But for particular projects, it might be quite out of line, and it was to deal with that particularized problem that HUD adopted the comparability survey technique, it was not as a method of circumventing or abandoning the factors as a whole.

The Ninth Circuit seemed to read it that way, but the record really doesn’t support any such claim, and there really has never been a claim in this case that HUD on a wholesale basis disavowed factors.

It continues to publish them, and it’s attempting to perfect them all the time.

Antonin Scalia:

Do we have any idea what percentage of the projects were reevaluated in this fashion?

Michael R. Dreeben:

The record does not show that, and I don’t think that there have been reliable statistics that would be publicly available that would show that kind of information.

But again, I don’t think that the respondents have ever claimed that at any point HUD ceased to publish the factors.

The Federal Register reveals that they did, and they haven’t attempted to claim that most or any substantial component of the projects that are governed by the factors didn’t get the factor increase.

Now, in the alternative, and only if this Court concludes, contrary to the language of the contract, that the Ninth Circuit is somehow correct and what HUD was required to do was not apply the comparability survey directly but to work it into the factors, or to revise the factors in response to a comparability survey, then our alternative submission is that section 801 of the HUD Reform Act does not substantially impair the rights that the respondents had under their contracts.

Anthony M. Kennedy:

May I just ask on 801, at the time Congress passed 801, was the Ninth Circuit the only one to have ruled on whether HUD could use comparability studies, or had there been other courts, district courts in other circuits, that had ruled on the point?

Michael R. Dreeben:

Justice Kennedy, to my knowledge the Ninth Circuit was the only Federal court, the only court to rule on this issue.

There have since the passage of section 801 been three other courts… the Court of Federal Claims and two district courts… that have analyzed the constitutionality of section 801, and all three of those courts found that, as we submit, the owners never had a contract-based right to adjustment-formula increases free from comparability caps, and they therefore terminated the constitutional analysis at that point.

When Congress confronted the situation, Rainier View was the only Federal court to have ever held that comparability caps could not be used.

The district court in that very case had agreed with HUD that comparability caps could be used, but had held that HUD hadn’t implemented them properly, there hadn’t been national standards… all of those were administrative law claims which the district court conceptualized under the guise of the Due Process Clause, but the basic thrust was, HUD hadn’t done it right.

The Ninth Circuit, on the basis of its reading of the contract language against the background of the statute, announced for the first time that no, HUD, you may not use comparability studies.

Where that left HUD was in an anomalous position.

Michael R. Dreeben:

HUD had not, over the years, changed adjustment factors to respond to imbalances that it discovered when it did comparability studies, and under the Ninth Circuit’s ruling, the owners were in a position to claim the full adjustment factor increase for each year, the full measure of it, with no comparability constraint, because HUD had misunderstood the way that comparability had to be used, at least as the Ninth Circuit saw it.

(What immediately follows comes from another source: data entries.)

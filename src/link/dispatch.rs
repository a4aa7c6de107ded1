//! # Command Dispatcher
//!
//! Routes validated inbound frames to the collaborator that handles them.
//! Payloads whose length does not fit the shape of their tag are dropped
//! without touching any counter.

use tracing::{debug, trace};

use super::mux::Outbound;
use super::tunnel::{Reassembler, TunnelFault};
use crate::collab::Collaborators;
use crate::wire::messages::{parse_ports, Credentials, KvBatch, PORT_COUNT};
use crate::wire::protocol::DataId;

/// A decoded inbound command
#[derive(Debug, Clone, PartialEq, Eq)]
pub enum Command<'a> {
    Connect(Credentials),
    ApMode(Credentials),
    Scan,
    Ports([u16; PORT_COUNT]),
    GfxParams(&'a [u8]),
    ResetVm,
    LoadVm(&'a [u8]),
    RunVm,
    RunFader,
    SetFrameSync(&'a [u8]),
    RequestFrameSync,
    KvBatch(KvBatch),
    UdpHeader(&'a [u8]),
    UdpData(&'a [u8]),
}

impl<'a> Command<'a> {
    /// Decode a frame payload
    ///
    /// Returns `None` for unknown or outbound-only tags and for payloads of
    /// the wrong shape.
    pub fn parse(data_id: u8, payload: &'a [u8], gfx_params_len: usize) -> Option<Self> {
        let id = DataId::try_from(data_id).ok()?;

        let command = match id {
            DataId::Connect => Command::Connect(Credentials::from_bytes(payload)?),
            DataId::ApMode => Command::ApMode(Credentials::from_bytes(payload)?),
            DataId::WifiScan => Command::Scan,
            DataId::Ports => Command::Ports(parse_ports(payload)?),
            DataId::GfxParams if payload.len() == gfx_params_len => Command::GfxParams(payload),
            DataId::ResetVm => Command::ResetVm,
            DataId::LoadVm => Command::LoadVm(payload),
            DataId::RunVm => Command::RunVm,
            DataId::RunFader => Command::RunFader,
            DataId::VmFrameSync => Command::SetFrameSync(payload),
            DataId::RequestFrameSync => Command::RequestFrameSync,
            DataId::KvBatch => Command::KvBatch(KvBatch::from_bytes(payload)?),
            DataId::UdpHeader => Command::UdpHeader(payload),
            DataId::UdpData => Command::UdpData(payload),
            _ => return None,
        };

        Some(command)
    }
}

/// Mutable link state a command may touch
pub struct DispatchTarget<'l> {
    pub collab: &'l mut Collaborators,
    pub outbound: &'l mut Outbound,
    pub tunnel: &'l mut Reassembler,
}

/// Apply one validated frame
///
/// # Errors
///
/// Returns the tunnel fault if UDP reassembly failed; the caller reports it
/// to the peer.
pub fn dispatch(data_id: u8, payload: &[u8], target: DispatchTarget<'_>) -> Result<(), TunnelFault> {
    let Some(command) = Command::parse(data_id, payload, target.collab.gfx.params_len()) else {
        debug!("Dropping frame 0x{:02X} ({} bytes): unexpected tag or shape", data_id, payload.len());
        return Ok(());
    };

    trace!("Dispatching {:?}", command);
    let DispatchTarget { collab, outbound, tunnel } = target;

    match command {
        Command::Connect(creds) => collab.wifi.connect(creds),
        Command::ApMode(creds) => collab.wifi.set_ap_mode(creds),
        Command::Scan => collab.wifi.scan(),
        Command::Ports(ports) => collab.udp.set_ports(ports),
        Command::GfxParams(params) => collab.gfx.set_params(params),
        Command::ResetVm => collab.vm.reset(),
        Command::LoadVm(image) => collab.vm.load(image),
        Command::RunVm => collab.vm.run(),
        Command::RunFader => collab.vm.run_faders(),
        Command::SetFrameSync(record) => {
            let status = collab.vm.set_frame_sync(record);
            outbound.requests.frame_sync_status = Some(status);
        }
        Command::RequestFrameSync => outbound.request_frame_sync(),
        Command::KvBatch(batch) => {
            for entry in &batch.entries {
                collab.kv.apply(entry.hash, entry.value);
            }
        }
        Command::UdpHeader(raw) => tunnel.on_header(raw)?,
        Command::UdpData(chunk) => {
            if let Some((header, datagram)) = tunnel.on_data(chunk)? {
                collab.udp.send(&header, &datagram);
            }
        }
    }

    Ok(())
}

So Congress confronted a situation in which a program that had always been designed to keep rents in line with the market, subject to these adjustment procedures, now had projects in it that could claim the benefit of adjustments that would put it far in excess of the market, and these adjustments would amount to windfalls in the truest sense, because they resulted only because the agency had misunderstood what its financial obligations were under the contracts when it readjusted rents.

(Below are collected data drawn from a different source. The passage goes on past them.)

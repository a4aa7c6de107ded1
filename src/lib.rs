//! # WiFi Bridge Library
//!
//! The co-processor side of the serial link between a main controller and
//! its WiFi co-processor.
//!
//! This library provides the frame codec, the link state machine with its
//! readiness handshake, the UDP tunnel and the outbound multiplexer, plus
//! a serial transport and host-side collaborators for running it on Linux.

pub mod collab;
pub mod config;
pub mod error;
pub mod host;
pub mod link;
pub mod serial;
pub mod wire;
//! # Wire Protocol Module
//!
//! Framing used on the serial link to the main controller.
//!
//! This module handles:
//! - Control bytes and data-id enumeration
//! - Frame header encoding and CRC16 validation
//! - Fixed-shape message payloads

pub mod protocol;
pub mod encoder;
pub mod decoder;
pub mod crc;
pub mod messages;
//! # Link Statistics
//!
//! Counters reported through the periodic info response. Never reset while
//! the link is running.

use std::time::Duration;

/// Processing stage with a tracked worst-case time
#[derive(Debug, Clone, Copy, PartialEq, Eq)]
pub enum Stage {
    /// The link's own poll
    Intf,
    Vm,
    Wifi,
    Mem,
}

#[derive(Debug, Default, Clone)]
pub struct Statistics {
    comm_errors: u16,
    max_times: [Duration; 4],
}

impl Statistics {
    pub fn new() -> Self {
        Self::default()
    }

    /// Count a framing, CRC or timeout failure
    pub fn record_comm_error(&mut self) {
        self.comm_errors = self.comm_errors.wrapping_add(1);
    }

    pub fn comm_errors(&self) -> u16 {
        self.comm_errors
    }

    /// Record one run of `stage`, keeping the maximum
    pub fn record_time(&mut self, stage: Stage, elapsed: Duration) {
        let slot = &mut self.max_times[stage as usize];
        if elapsed > *slot {
            *slot = elapsed;
        }
    }

    pub fn max_time(&self, stage: Stage) -> Duration {
        self.max_times[stage as usize]
    }

    /// Worst-case time in microseconds, saturated to the wire width
    pub fn max_time_us(&self, stage: Stage) -> u16 {
        self.max_time(stage).as_micros().min(u16::MAX as u128) as u16
    }
}
//! # Frame Encoder
//!
//! Builds outbound frames: header, CRC16 and wire serialization.

use super::crc::Crc16;
use super::protocol::*;
use crate::error::{BridgeError, Result};

/// Compute the frame CRC over the header (crc field zeroed) and payload
pub fn frame_crc(header: &FrameHeader, payload: &[u8]) -> u16 {
    let mut crc = Crc16::start();
    crc.update(&header.with_zero_crc().to_bytes()).update(payload);
    crc.finish()
}

/// Encode a payload into a frame
///
/// # Arguments
///
/// * `data_id` - Message-type tag
/// * `payload` - Payload data (max 255 bytes)
///
/// # Errors
///
/// Returns `PayloadTooLarge` if payload exceeds `MAX_DATA_LEN`
///
/// # Examples
///
/// ```
/// use wifi_bridge::wire::encoder::encode_frame;
/// use wifi_bridge::wire::protocol::DataId;
///
/// let frame = encode_frame(DataId::Status.into(), &[0x01]).unwrap();
/// assert_eq!(frame.header.len, 1);
/// ```
pub fn encode_frame(data_id: u8, payload: &[u8]) -> Result<Frame> {
    if payload.len() > MAX_DATA_LEN {
        return Err(BridgeError::PayloadTooLarge {
            len: payload.len(),
            max: MAX_DATA_LEN,
        });
    }

    let mut header = FrameHeader {
        data_id,
        msg_id: 0,
        len: payload.len() as u16,
        crc: 0,
    };
    header.crc = frame_crc(&header, payload);

    Ok(Frame {
        header,
        payload: payload.to_vec(),
    })
}

impl Frame {
    /// Serialize for transmission: DATA control byte + header + payload
    pub fn to_wire(&self) -> Vec<u8> {
        let mut out = Vec::with_capacity(1 + HEADER_LEN + self.payload.len());
        out.push(COMM_DATA);
        out.extend_from_slice(&self.header.to_bytes());
        out.extend_from_slice(&self.payload);
        out
    }
}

Faced with that situation, and faced with the fact that the Rainier View decision was on the books, this Court had denied certiorari, the program had to function effectively as a Nationwide program, and it was now subject to disparate standards, Congress enacted section 801 as a mechanism to restore the basis for adjusting rents going forward and to try to rectify the problems it had identified going backward.

Now, retroactively, what Congress did was to raise the rents of the section 8 project owners who had been limited by comparability studies or who had not actually requested rental adjustments because they feared that they would get negative adjustments through comparability studies, and HUD said that as to… Congress said that as to those owners, the full factor shall be applied to increase their rents, but only to the portion of the rents not used for debt services.

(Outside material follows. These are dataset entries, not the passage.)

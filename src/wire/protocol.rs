//! # Wire Protocol Constants and Types
//!
//! Core protocol definitions for the main controller <-> co-processor link.

use num_enum::{IntoPrimitive, TryFromPrimitive};

/// Control byte: peer reset, (re)starts the readiness handshake
pub const COMM_RESET: u8 = 0xE0;

/// Control byte: a frame header follows
pub const COMM_DATA: u8 = 0xE1;

/// Control byte: ask the peer to re-signal readiness
pub const COMM_QUERY_READY: u8 = 0xE2;

/// Leading byte of an unframed diagnostic sequence
pub const DIAG_MARKER: u8 = 0x99;

/// Maximum payload size of a single frame (both directions)
pub const MAX_DATA_LEN: usize = 255;

/// Maximum size of a tunneled UDP datagram
pub const UDP_BUF_LEN: usize = 548;

/// Pixels carried per pixel-array chunk
/// index(2) + count(1) + 4 planes × 63 = 255 bytes
pub const RGB_DATA_N_PIXELS: usize = 63;

/// Entries per key-value batch
pub const KV_BATCH_LEN: usize = 8;

/// Frame header size: data_id(1) + msg_id(1) + length(2) + crc(2)
pub const HEADER_LEN: usize = 6;

/// Message-type tag carried in every frame header
#[derive(Debug, Clone, Copy, PartialEq, Eq, Hash, TryFromPrimitive, IntoPrimitive)]
#[repr(u8)]
pub enum DataId {
    Status = 0x01,
    Info = 0x02,
    Connect = 0x03,
    WifiScan = 0x04,
    ApMode = 0x06,
    Ports = 0x07,
    Debug = 0x08,
    GfxParams = 0x09,
    RgbPix0 = 0x0A,
    RgbArray = 0x0B,
    ResetVm = 0x10,
    LoadVm = 0x11,
    VmInfo = 0x12,
    RunVm = 0x13,
    RunFader = 0x14,
    VmFrameSync = 0x15,
    FrameSyncStatus = 0x16,
    RequestFrameSync = 0x17,
    KvBatch = 0x20,
    UdpHeader = 0x30,
    UdpData = 0x31,
    DebugPrint = 0x40,
}

/// Frame header as it appears on the wire
///
/// ```text
/// ┌─────────┬────────┬────────────┬────────────┐
/// │ data_id │ msg_id │ length LE  │ crc16 LE   │
/// │ 1B      │ 1B     │ 2B         │ 2B         │
/// └─────────┴────────┴────────────┴────────────┘
/// ```
#[derive(Debug, Clone, Copy, PartialEq, Eq, Default)]
pub struct FrameHeader {
    /// Message-type tag
    pub data_id: u8,

    /// Correlation tag, always zero on send
    pub msg_id: u8,

    /// Payload byte count
    pub len: u16,

    /// CRC16 over header (with this field zeroed) and payload
    pub crc: u16,
}

impl FrameHeader {
    /// Serialize the header into its 6-byte wire form
    pub fn to_bytes(&self) -> [u8; HEADER_LEN] {
        let len = self.len.to_le_bytes();
        let crc = self.crc.to_le_bytes();
        [self.data_id, self.msg_id, len[0], len[1], crc[0], crc[1]]
    }

    /// Parse a header from its 6-byte wire form
    pub fn from_bytes(bytes: &[u8; HEADER_LEN]) -> Self {
        Self {
            data_id: bytes[0],
            msg_id: bytes[1],
            len: u16::from_le_bytes([bytes[2], bytes[3]]),
            crc: u16::from_le_bytes([bytes[4], bytes[5]]),
        }
    }

    /// Copy of this header with the crc field zeroed, as hashed by the CRC
    pub fn with_zero_crc(&self) -> Self {
        Self { crc: 0, ..*self }
    }
}

/// A complete frame: header plus payload
#[derive(Debug, Clone, PartialEq, Eq)]
pub struct Frame {
    pub header: FrameHeader,
    pub payload: Vec<u8>,
}

impl Frame {
    /// Data id of this frame
    pub fn data_id(&self) -> u8 {
        self.header.data_id
    }
}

So Congress determined to adjust their rents upward to the extent that those rents were affected by operating cost increases, but not to the extent that they were used to cover debt service, which of course hadn’t gone up during that period.

They may well have gone down, since refinancing is an option.

Congress also provided a floor of 30 percent of the full factor adjustment to make sure that no project owner was really left with just a nominal supplementary payment, and again, Congress did that as a means of rectifying what it perceived as well-founded criticisms of the comparability process, yet at the same time, Congress was unwilling to sanction a full windfall adjustment factor as the owners saw it.

Simultaneously, Congress decided to reform the program going forward on a prospective basis by requiring HUD to do, in essence, as the first level response to rent problems, rent adjustment problems, to do what the Ninth Circuit said… adjust the factors if you can, construct a modified adjustment factor based on a smaller market area than the large, original going-in adjustment factor, and use comparability studies to achieve that result, and that surely is not an impairment of the contract right even as respondents claim it, because that’s what the Ninth Circuit said HUD was supposed to do.

Only if that fails, and HUD determines that it cannot construct a modified adjustment factor, or even if it does so, the adjustment factor that it constructs fails to achieve the goal of comparability, HUD is then authorized to use another means of employing comparability studies to get to its ultimate objective.

At most, in our view, that is a tinkering with the process and procedure that does not constitute a substantial impairment, because it leaves the owners’ financial rights intact and it changes only the way that a comparability study can be used.

HUD always had the right to conduct a comparability study.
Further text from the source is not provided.